The timing of the lawsuit was important in the battle between Ahmad and Texas home builders. It was filed two years ago when laws regulating homebuilding were before the Legislature. Ahmad wanted stiffer regulations, but she lost. The result was the newly formed Texas Residential Construction Commission, or TRCC.

It now costs a homeowner $350 to file a complaint before the commission - but all nine of the commission's members are from the homebuilding industry.

"I call them the nine foxes in the henhouse, and we've got to do something to get rid of those," Ahmad said.

Ahmad is not alone in her concern over Texas builders.

"It's a terrible situation for the homeowners today," said David Becka, who heads Take Back Your Rights.
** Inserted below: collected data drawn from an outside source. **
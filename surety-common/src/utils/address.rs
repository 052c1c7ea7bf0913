use serde::{Deserialize, Serialize};

/// Authenticated identity of a caller (airline, oracle, passenger or owner).
///
/// `Address` is a lightweight wrapper around `String`, designed to:
/// - Ensure type safety across APIs
/// - Enable strong `HashMap`/`HashSet` keys
/// - Provide readable formatting and conversions
///
/// Authentication happens outside this workspace; by the time an `Address`
/// reaches the engine it is trusted.
#[derive(Default, Debug, Clone, PartialEq, Eq, Hash, PartialOrd, Ord, Serialize, Deserialize)]
pub struct Address(pub String);

impl Address {
    pub fn as_str(&self) -> &str {
        &self.0
    }
}

impl std::fmt::Display for Address {
    fn fmt(&self, f: &mut std::fmt::Formatter<'_>) -> std::fmt::Result {
        write!(f, "{}", self.0)
    }
}

impl From<&str> for Address {
    /// Example:
    /// ```rust
    /// use surety_common::utils::Address;
    /// let id: Address = "airline-A".into();
    /// ```
    fn from(s: &str) -> Self {
        Address(s.to_string())
    }
}

impl From<String> for Address {
    fn from(s: String) -> Self {
        Address(s)
    }
}

#[cfg(test)]
mod tests {
    use super::*;
    use std::collections::{HashMap, HashSet};

    #[test]
    fn test_address_construction_and_display() {
        let id = Address("0x6273".to_string());
        assert_eq!(id.0, "0x6273");
        assert_eq!(format!("{}", id), "0x6273");
    }

    #[test]
    fn test_address_conversions() {
        let a: Address = "airline-A".into();
        let b: Address = String::from("airline-A").into();
        assert_eq!(a, b);
        assert_eq!(a.as_str(), "airline-A");
    }

    #[test]
    fn test_address_hashing() {
        let mut map = HashMap::new();
        map.insert(Address("a1".into()), "registered");
        map.insert(Address("a2".into()), "pending");

        assert_eq!(map.get(&Address("a1".into())), Some(&"registered"));

        let set: HashSet<Address> = map.keys().cloned().collect();
        assert!(set.contains(&Address("a2".into())));
    }
}
use clap::Parser;

#[derive(Parser, Debug)]
#[command(name = "surety-node")]
#[command(about = "Flight delay insurance node with a simulated oracle fleet")]
pub struct Args {
    /// Node config, created with defaults if missing
    #[arg(short, long, default_value = "config.json")]
    pub config: String,

    /// Directory of the audit log
    #[arg(long, default_value = "logs")]
    pub log_dir: String,

    /// Flights to run through the demo cycle
    #[arg(short, long, default_value_t = 1)]
    pub flights: usize,

    /// Seconds to wait for each flight to be finalized
    #[arg(long, default_value_t = 10)]
    pub timeout_s: u64,
}
use std::{fs, path::Path};

use serde::{Deserialize, Serialize};

use crate::{
    env::status::StatusCode,
    error::{Result, SuretyError},
    utils::Amount,
};

/// Protocol constants. Every field has a default so a config file may omit
/// the whole section.
#[derive(Debug, Clone, PartialEq, Eq, Serialize, Deserialize)]
pub struct ProtocolParams {
    /// Registry size below which a single funded member admits a candidate.
    #[serde(default = "default_bootstrap_threshold")]
    pub bootstrap_threshold: usize,

    /// Distinct oracles that must agree before a status is finalized.
    #[serde(default = "default_quorum")]
    pub quorum: usize,

    /// Indices are drawn from `[0, index_range)`.
    #[serde(default = "default_index_range")]
    pub index_range: u8,

    #[serde(default = "default_indices_per_oracle")]
    pub indices_per_oracle: usize,
}

fn default_bootstrap_threshold() -> usize {
    4
}

fn default_quorum() -> usize {
    3
}

fn default_index_range() -> u8 {
    10
}

fn default_indices_per_oracle() -> usize {
    3
}

impl Default for ProtocolParams {
    fn default() -> Self {
        Self {
            bootstrap_threshold: default_bootstrap_threshold(),
            quorum: default_quorum(),
            index_range: default_index_range(),
            indices_per_oracle: default_indices_per_oracle(),
        }
    }
}

/// Payout as a ratio of the premium, e.g. 3/2 pays 1.5x.
#[derive(Debug, Clone, Copy, PartialEq, Eq, Serialize, Deserialize)]
pub struct PayoutMultiplier {
    pub numerator: u64,
    pub denominator: u64,
}

impl PayoutMultiplier {
    pub fn new(numerator: u64, denominator: u64) -> Self {
        Self { numerator, denominator }
    }

    /// `premium * numerator / denominator`, rounded down, saturating.
    pub fn apply(&self, premium: Amount) -> Amount {
        if self.denominator == 0 {
            return 0;
        }
        premium.saturating_mul(self.numerator as Amount) / self.denominator as Amount
    }
}

/// Amounts owned by the deployment. No defaults: they must be configured.
#[derive(Debug, Clone, PartialEq, Eq, Serialize, Deserialize)]
pub struct EconomicParams {
    /// Minimum amount a participant must put in to become funded.
    pub min_funding: Amount,

    /// Fee an oracle pays to receive its indices.
    pub oracle_fee: Amount,

    /// Largest premium a passenger may pay for one flight.
    pub max_premium: Amount,

    pub payout: PayoutMultiplier,

    /// Finalized status that triggers payout.
    #[serde(default = "default_payout_status")]
    pub payout_status: StatusCode,
}

fn default_payout_status() -> StatusCode {
    StatusCode::LateAirline
}

impl EconomicParams {
    pub fn new(min_funding: Amount, oracle_fee: Amount, max_premium: Amount, payout: PayoutMultiplier) -> Self {
        Self {
            min_funding,
            oracle_fee,
            max_premium,
            payout,
            payout_status: default_payout_status(),
        }
    }
}

#[derive(Debug, Clone, PartialEq, Eq, Serialize, Deserialize)]
pub struct SuretyConfig {
    #[serde(default)]
    pub protocol: ProtocolParams,
    pub economics: EconomicParams,
}

impl SuretyConfig {
    pub fn new(economics: EconomicParams) -> Self {
        Self {
            protocol: ProtocolParams::default(),
            economics,
        }
    }

    /// Rejects parameter combinations the engine cannot run with.
    pub fn validate(&self) -> Result<()> {
        let p = &self.protocol;
        let e = &self.economics;

        if p.quorum == 0 {
            return Err(SuretyError::Config("quorum must be at least 1".into()));
        }
        if p.index_range == 0 {
            return Err(SuretyError::Config("index_range must be at least 1".into()));
        }
        if p.indices_per_oracle == 0 {
            return Err(SuretyError::Config("indices_per_oracle must be at least 1".into()));
        }
        if e.oracle_fee == 0 {
            return Err(SuretyError::Config("oracle_fee must be non-zero".into()));
        }
        if e.payout.denominator == 0 {
            return Err(SuretyError::Config("payout denominator must be non-zero".into()));
        }
        Ok(())
    }

    pub fn save_to_file<P: AsRef<Path>>(&self, path: P) -> Result<()> {
        let json = serde_json::to_string_pretty(self)?;
        fs::write(path, json)?;
        Ok(())
    }

    pub fn load_from_file<P: AsRef<Path>>(path: P) -> Result<Self> {
        let data = fs::read_to_string(path)?;
        let parsed = serde_json::from_str::<SuretyConfig>(&data)?;
        parsed.validate()?;
        Ok(parsed)
    }
}

#[cfg(test)]
mod tests {
    use super::*;

    fn economics() -> EconomicParams {
        EconomicParams::new(10, 1, 1, PayoutMultiplier::new(3, 2))
    }

    #[test]
    fn test_protocol_defaults() {
        let p = ProtocolParams::default();
        assert_eq!(p.bootstrap_threshold, 4);
        assert_eq!(p.quorum, 3);
        assert_eq!(p.index_range, 10);
        assert_eq!(p.indices_per_oracle, 3);
    }

    #[test]
    fn test_payout_multiplier() {
        let m = PayoutMultiplier::new(3, 2);
        assert_eq!(m.apply(100), 150);
        assert_eq!(m.apply(1), 1);
        assert_eq!(PayoutMultiplier::new(1, 0).apply(100), 0);
    }

    #[test]
    fn test_validate_rejects_zero_quorum_and_fee() {
        let mut cfg = SuretyConfig::new(economics());
        assert!(cfg.validate().is_ok());

        cfg.protocol.quorum = 0;
        assert!(matches!(cfg.validate(), Err(SuretyError::Config(_))));

        let mut cfg = SuretyConfig::new(economics());
        cfg.economics.oracle_fee = 0;
        assert!(matches!(cfg.validate(), Err(SuretyError::Config(_))));
    }

    #[test]
    fn test_economics_are_required() {
        let res = serde_json::from_str::<SuretyConfig>(r#"{ "protocol": {} }"#);
        assert!(res.is_err());
    }

    #[test]
    fn test_protocol_section_may_be_omitted() {
        let json = r#"{
            "economics": {
                "min_funding": 10,
                "oracle_fee": 1,
                "max_premium": 1,
                "payout": { "numerator": 3, "denominator": 2 }
            }
        }"#;
        let cfg: SuretyConfig = serde_json::from_str(json).unwrap();
        assert_eq!(cfg.protocol, ProtocolParams::default());
        assert_eq!(cfg.economics.payout_status, StatusCode::LateAirline);
    }

    #[test]
    fn test_save_and_load_file() {
        let dir = tempfile::tempdir().unwrap();
        let path = dir.path().join("surety.json");

        let cfg = SuretyConfig::new(economics());
        cfg.save_to_file(&path).unwrap();

        let loaded = SuretyConfig::load_from_file(&path).unwrap();
        assert_eq!(loaded, cfg);
    }
}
One of Becka's worries is a new clause in many homebuyers' contracts. The clause severely restricts the rights of homeowners going through arbitration, and prohibits buyers from complaining to the Better Business Bureau, any newspaper, television station or Web site about their home. It even prohibits homeowners from putting signs in their yard concerning the condition of the home. The penalty for violating this clause is $2,000.

"Once you sign a contract with that clause in it, they have complete control over what happenes to that individual if there's a problem with their home... if there's poor construction," Becka said.

News 8 asked the Home Builders Association of Greater Dallas about the no-complaint clause; they said they'd never heard of it. Representatives of The Certified Master Builders of Fort Worth said they had contracts like that, with a goal of reducing bad publicity.

One homeowner even told News 8 he was offered a settlement by KB Home, but only if he supplied information about Janet Ahmad.